The case where the mobile device simply doesn’t support such concepts is fairly easy to support. Simply don’t display them and make sure changes on the device do not affect them server-side (as described in the section above about truncation).

It becomes much more complicated when the mobile device does support these attributes but supports a different set of accepted values. In such cases an appropriate mapping needs to occur. This is acceptable as long as an adequately accurate representation of the event is still available to the calendar user and if such mappings do not end up adversely effecting the original server-side representation.

EXAMPLE 1

A user creates a meeting with normal access (which is different then public for the system they use).
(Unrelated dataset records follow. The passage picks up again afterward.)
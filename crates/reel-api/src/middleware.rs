use axum::{
    extract::{Request, State},
    http::{HeaderMap, header},
    middleware::Next,
    response::Response,
};
use axum_extra::extract::cookie::CookieJar;
use tracing::debug;
use uuid::Uuid;

use crate::error::ApiError;
use crate::state::AppState;

pub const ACCESS_COOKIE: &str = "access_token";
pub const REFRESH_COOKIE: &str = "refresh_token";

/// Identity resolved by the session verifier, attached to request
/// extensions for protected handlers.
#[derive(Debug, Clone)]
pub struct CurrentUser {
    pub id: Uuid,
    pub username: String,
    pub email: String,
}

/// Locate a candidate access token: the `access_token` cookie wins over the
/// Authorization bearer header.
pub fn token_from_parts(jar: &CookieJar, headers: &HeaderMap) -> Option<String> {
    if let Some(cookie) = jar.get(ACCESS_COOKIE) {
        return Some(cookie.value().to_string());
    }
    headers
        .get(header::AUTHORIZATION)
        .and_then(|v| v.to_str().ok())
        .and_then(|s| s.strip_prefix("Bearer "))
        .map(|s| s.to_string())
}

/// Validate a request's access token and resolve it to a live user.
///
/// Absent, invalid, and expired tokens all produce the same HTTP-visible
/// rejection; only the log detail differs. No mutation happens here.
pub fn authenticate(
    state: &AppState,
    jar: &CookieJar,
    headers: &HeaderMap,
) -> Result<CurrentUser, ApiError> {
    let token = token_from_parts(jar, headers).ok_or_else(|| {
        debug!("no access token on request");
        unauthenticated()
    })?;

    let claims = state.tokens.verify_access(&token).map_err(|e| {
        debug!("access token rejected: {e}");
        unauthenticated()
    })?;

    // Tokens can outlive account removal; the subject must still exist.
    let user = state
        .db
        .get_user_by_id(&claims.sub.to_string())?
        .ok_or_else(|| {
            debug!("access token subject {} no longer exists", claims.sub);
            unauthenticated()
        })?;

    Ok(CurrentUser {
        id: claims.sub,
        username: user.username,
        email: user.email,
    })
}

/// Session-verifier middleware for routes that are protected wholesale.
/// Routes whose siblings are public call [`authenticate`] directly instead.
pub async fn require_auth(
    State(state): State<AppState>,
    jar: CookieJar,
    mut req: Request,
    next: Next,
) -> Result<Response, ApiError> {
    let user = authenticate(&state, &jar, req.headers())?;
    req.extensions_mut().insert(user);
    Ok(next.run(req).await)
}

fn unauthenticated() -> ApiError {
    ApiError::Unauthorized("authentication required".into())
}

#[cfg(test)]
mod tests {
    use super::*;
    use crate::state::{AppState, AppStateInner};
    use crate::tokens::TokenIssuer;
    use axum_extra::extract::cookie::Cookie;
    use reel_media::{MediaClient, Staging};
    use std::sync::Arc;

    async fn test_state() -> AppState {
        let staging_dir =
            std::env::temp_dir().join(format!("reel-mw-test-{}", Uuid::new_v4()));
        Arc::new(AppStateInner {
            db: reel_db::Database::open_in_memory().unwrap(),
            tokens: TokenIssuer::new("access-secret".into(), "refresh-secret".into(), 15, 7),
            staging: Staging::new(staging_dir).await.unwrap(),
            media: MediaClient::new("http://127.0.0.1:1".into(), "test-key".into()),
        })
    }

    fn seed_user(state: &AppState) -> Uuid {
        let id = Uuid::new_v4();
        state
            .db
            .create_user(&id.to_string(), "alice", "a@x.com", "Alice A", "$argon2id$fake", "http://m/a.png", None)
            .unwrap();
        id
    }

    fn bearer(token: &str) -> HeaderMap {
        let mut headers = HeaderMap::new();
        headers.insert(
            header::AUTHORIZATION,
            format!("Bearer {token}").parse().unwrap(),
        );
        headers
    }

    #[test]
    fn cookie_wins_over_bearer_header() {
        let jar = CookieJar::new().add(Cookie::new(ACCESS_COOKIE, "from-cookie"));
        let found = token_from_parts(&jar, &bearer("from-header"));
        assert_eq!(found.as_deref(), Some("from-cookie"));
    }

    #[test]
    fn bearer_header_is_the_fallback() {
        let found = token_from_parts(&CookieJar::new(), &bearer("from-header"));
        assert_eq!(found.as_deref(), Some("from-header"));
        assert!(token_from_parts(&CookieJar::new(), &HeaderMap::new()).is_none());
    }

    #[tokio::test]
    async fn missing_token_is_rejected() {
        let state = test_state().await;
        let err = authenticate(&state, &CookieJar::new(), &HeaderMap::new()).unwrap_err();
        assert!(matches!(err, ApiError::Unauthorized(_)));
    }

    #[tokio::test]
    async fn valid_token_resolves_the_user() {
        let state = test_state().await;
        let id = seed_user(&state);
        let token = state.tokens.issue_access(id, "alice", "a@x.com").unwrap();

        let user = authenticate(&state, &CookieJar::new(), &bearer(&token)).unwrap();
        assert_eq!(user.id, id);
        assert_eq!(user.username, "alice");
    }

    #[tokio::test]
    async fn token_for_removed_subject_is_rejected() {
        let state = test_state().await;
        // Never inserted into the DB.
        let token = state
            .tokens
            .issue_access(Uuid::new_v4(), "ghost", "g@x.com")
            .unwrap();

        let err = authenticate(&state, &CookieJar::new(), &bearer(&token)).unwrap_err();
        assert!(matches!(err, ApiError::Unauthorized(_)));
    }

    #[tokio::test]
    async fn garbage_token_is_rejected() {
        let state = test_state().await;
        let err = authenticate(&state, &CookieJar::new(), &bearer("not-a-jwt")).unwrap_err();
        assert!(matches!(err, ApiError::Unauthorized(_)));
    }
}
The calendar application on the device the user uses can only display public or private so the event is displayed as public. If the user modifies the start time from the device and then synchronizes the access level should not now be changed to Public on the server-side representation of the event. It is important that it remains normal.

EXAMPLE 2

A user creates a public meeting by mistake. Later the user uses the calendar application on the device to switch it to private. The access level should change on the server as the user explicitly modified it.

EXAMPLE 3

A user creates a meeting of highest priority (which is different than high for the system they use). The calendar application on the device the user uses can only display low, medium, or high so the event is displayed as high. If the user modifies the start time from the device and then synchronizes the priority level should not now be changed to high on the server-side representation of the event. It is important that it remains highest. This issue affects events and tasks.

EXAMPLE 4

A user creates a task in their mobile device calendar with a priority of ‘Normal’ (iCalendar created by device uses a PRIORITY value of 2). The user sends this task via Bluetooth to their desktop and imports the task to their desktop Calendar application. The desktop calendar application displays the task as ‘Medium’.